This lesson will give you practice with the workflow we will be using for the rest of the course and will give you some hands-on practice with important tools that you will need to be familiar with as a professional data scientist: the command line, git, GitHub, and Jupyter Notebook.
You will be able to:
- Make changes to a Jupyter Notebook and push it up to GitHub
- Perform basic computations in a Jupyter Notebook and store them in a variable
There are two types of lessons on Learn - readme's where you are mainly reading text or watching videos and perhaps executing a code block or two just to see what happens. For those lessons, you don't need to know any of what we're teaching below. All you need to do is to read them on Learn. Enjoy!
However, there are some lessons that require you to write code - projects and labs. Generally, labs are a little smaller and better specified, allowing you to practice a specific skill in isolation (like practicing throwing the ball up without hitting it to improve your tennis serve). Generally projects come towards the end of a section and are more open-ended, allowing you to bring together a range of different skills that you have learned (like playing a whole game of tennis - or at least practicing a complete serve).
It's easy to tell from a lessons title if it is a project, a lab or a readme. If the title ends with " - Lab", it's a lab. If the title starts with the word "Project", it's a project. If neither of those two things is true, it's a readme!

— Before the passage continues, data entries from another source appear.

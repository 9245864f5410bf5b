use ffmpeg_next::codec;
use ffmpeg_next::ffi;
use ffmpeg_next::format::Pixel;
use ffmpeg_next::Rational;

use crate::error::{Error, Result};
use crate::frame::VideoFrame;
use crate::hw::{self, HwDeviceCtx, Negotiated};
use crate::packet::RawPacket;
use crate::stream::AvStream;

/// Internal decode worker threads. The hardware path is tuned for a small
/// fixed pipeline depth.
const DECODE_WORKERS: usize = 3;

/// One drain step: either a decoded frame or a transient control signal.
/// `NeedsInput` and `EndOfStream` are ordinary control flow, never errors.
pub enum Drain {
    Frame(VideoFrame),
    NeedsInput,
    EndOfStream,
}

/// Hardware-backed decode session for a single video stream.
///
/// Owns the opened codec context and the hardware device context. The
/// negotiated surface format is fixed for the session's lifetime.
pub struct HwDecoder {
    decoder: codec::decoder::Video,
    // kept alive for the decoder's lifetime
    _hw_device: HwDeviceCtx,
    hw_format: Pixel,
    time_base: Rational,
}

impl HwDecoder {
    pub fn new(stream: &AvStream, device_type: ffi::AVHWDeviceType) -> Result<Self> {
        let Negotiated { codec, hw_format } = hw::negotiate(stream.codec_id(), device_type)?;

        let mut context = codec::Context::new_with_codec(codec);
        context
            .set_parameters(stream.parameters().clone())
            .map_err(Error::CodecOpen)?;

        let hw_device = HwDeviceCtx::new(device_type)?;
        unsafe {
            let raw = context.as_mut_ptr();
            (*raw).hw_device_ctx = ffi::av_buffer_ref(hw_device.as_ptr());
            // The callback reads the negotiated format back out of `opaque`.
            (*raw).opaque = ffi::AVPixelFormat::from(hw_format) as usize as *mut _;
            (*raw).get_format = Some(hw::select_hw_format);
        }
        context.set_threading(codec::threading::Config::count(DECODE_WORKERS));

        let decoder = context.decoder().video().map_err(Error::CodecOpen)?;
        let time_base = decoder.time_base();

        Ok(Self {
            decoder,
            _hw_device: hw_device,
            hw_format,
            time_base,
        })
    }

    /// Submit one encoded packet, consuming it. Malformed bitstream input is
    /// fatal for the pass; nothing is retried.
    pub fn feed(&mut self, mut packet: RawPacket) -> Result<()> {
        let time_base = packet.time_base();
        let packet = packet.get_mut();
        packet.rescale_ts(time_base, self.time_base);
        self.decoder.send_packet(packet).map_err(Error::Decode)
    }

    /// Try to produce the next decoded frame.
    pub fn drain(&mut self) -> Result<Drain> {
        let mut frame = ffmpeg_next::frame::Video::empty();
        match self.decoder.receive_frame(&mut frame) {
            Ok(()) => Ok(Drain::Frame(frame.into())),
            Err(ffmpeg_next::Error::Other { errno })
                if errno == ffmpeg_next::util::error::EAGAIN =>
            {
                Ok(Drain::NeedsInput)
            }
            Err(ffmpeg_next::Error::Eof) => Ok(Drain::EndOfStream),
            Err(err) => Err(Error::Decode(err)),
        }
    }

    /// Enter the flushing state: no more packets will be fed. The caller
    /// drains until [`Drain::EndOfStream`] to collect trailing frames.
    pub fn send_eof(&mut self) -> Result<()> {
        self.decoder.send_eof().map_err(Error::Decode)
    }

    /// The hardware surface format negotiated when the session was opened.
    pub fn hw_format(&self) -> Pixel {
        self.hw_format
    }
}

The process we're teaching you below is only required for labs and projects - not readme's
Before we get into data science and Jupyter Notebooks, we'll need to know a tiny bit about our command line. When conducting data science (or programming in general), it's important to get comfortable with the command line. On Mac computers, this is the terminal application. On Windows computers, we'll use "Git Bash". The command line serves as a low-level interpreter through which you, the user, can send commands directly to the computer. As a computer user, you previously have probably sent commands to the computer through a graphical user interface (GUI) such as a web browser, text editor, photo editor, or any other of the myriad of computer programs now in existence. While the command line is initially daunting with its cryptic looking text, we will quickly see some of the many advantages it can have.

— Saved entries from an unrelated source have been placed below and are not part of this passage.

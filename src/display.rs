use ffmpeg_pipe::frame::VideoFrame;
use ffmpeg_pipe::sink::DisplaySink;

/// Stand-in presentation sink: counts frames and logs their geometry. The
/// real output surface (KMS plane import of DRM PRIME buffers) lives outside
/// this binary and accepts frames in either residency, as this does.
#[derive(Default)]
pub struct LogDisplay {
    frames: u64,
}

impl DisplaySink for LogDisplay {
    fn display(&mut self, frame: &VideoFrame) {
        self.frames += 1;
        log::debug!(
            "frame {}: {}x{} {:?}, pts {:?}",
            self.frames,
            frame.width(),
            frame.height(),
            frame.format(),
            frame.pts()
        );
    }
}
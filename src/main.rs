use std::path::PathBuf;

use ffmpeg_pipe::error::Error;
use ffmpeg_pipe::player::{self, PlayOptions};

mod display;

fn init_logging() {
    env_logger::Builder::from_default_env()
        .filter_level(log::LevelFilter::Info)
        .filter_module("ffmpeg_pipe", log::LevelFilter::Info)
        .init();
}

fn usage() -> ! {
    eprintln!(
        "Usage: drmplay [-l|--loop <count>] [-f|--frames <count>] [-o <raw-output-file>] <input>"
    );
    std::process::exit(1);
}

fn parse_args() -> PlayOptions {
    let mut args = pico_args::Arguments::from_env();

    let loop_count: i64 = match args.opt_value_from_str(["-l", "--loop"]) {
        Ok(value) => value.unwrap_or(0),
        Err(_) => usage(),
    };
    let frame_count: i64 = match args.opt_value_from_str(["-f", "--frames"]) {
        Ok(value) => value.unwrap_or(-1),
        Err(_) => usage(),
    };
    let dump: Option<PathBuf> = match args.opt_value_from_str("-o") {
        Ok(value) => value,
        Err(_) => usage(),
    };

    let mut rest = args.finish().into_iter();
    let input = match rest.next().and_then(|arg| arg.into_string().ok()) {
        Some(arg) if !arg.starts_with('-') => arg,
        _ => usage(),
    };
    if rest.next().is_some() {
        usage();
    }

    let mut opts = PlayOptions::new(input);
    opts.loop_count = loop_count;
    opts.frame_count = frame_count;
    opts.dump = dump;
    opts
}

fn main() {
    init_logging();

    let opts = parse_args();

    if let Err(err) = ffmpeg_pipe::init() {
        log::error!("{err}");
        std::process::exit(1);
    }

    if let Err(err) = player::run(&opts, Box::new(display::LogDisplay::default())) {
        log::error!("playback failed: {err}");
        if let Error::UnsupportedDevice { available, .. } = &err {
            log::error!("available device types: {}", available.join(" "));
        }
        std::process::exit(1);
    }
}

One of the many useful features of the command line will be using git to clone (download) a local copy of the curriculum hosted on learn.co. This will allow you to work offline and to save changes as you work through exercises and start programming!
To start, for Mac users, open the terminal application, for Windows, open “Git Bash”.
The first command to try out is pwd which stands for print working directory. This will tell you where you currently are in the computer's directory structure. Try it out.
The next essential command is cd which stands for change directory. This allows you to navigate to different folders on your computer's hard drive. Typing cd by itself will automatically take you to your home directory. Typing cd and a folder name will take you to that folder. Typing cd .. will move you one folder up in the hierarchy. Play around and trying moving between folders for a minute or two.
An extraordinarly useful feature when working on the command line is tab completion. This allows you to hit the tab button to autocomplete names once you have made a unique specification.
For example, if you navigate to your root directory by running the command cd, if you're on a Mac, you will probably have 2 folders within your root directory named "Downloads" and "Documents" (these are standard folder names created by default in most systems, although you may have renamed them, or your system may be different). With these, or longer folder names, it can sometimes become cumbersome to type the full folder name. instead, you can start typing the command and folder name such as "cd Dow" and then press tab to autocomplete. Like magic, the command line should complete the statement correctly to be cd Downloads. (Note: this will not work if you have another folder that begins with "Dow". Similarly, if you just typed cd D or cd Do followed by tab, the command line will not autocomplete, as the selection is not unique, because D or Do could both refer to either Documents or Downloads. Also note that these commands are case sensitive, and folder capitalization much be matched exactly.
Continuing with navigating the computer's hard drive, it's useful to know how to list files. This is done with the ls command, short for list.
You can also pass optional parameters to ls such as ls -a which list all files (including hidden files), ls -l which will give a long listing of files (including file size and last edit times) or you can pass multiple parameters simultaneously such as ls -al to produce a detailed listing of all files.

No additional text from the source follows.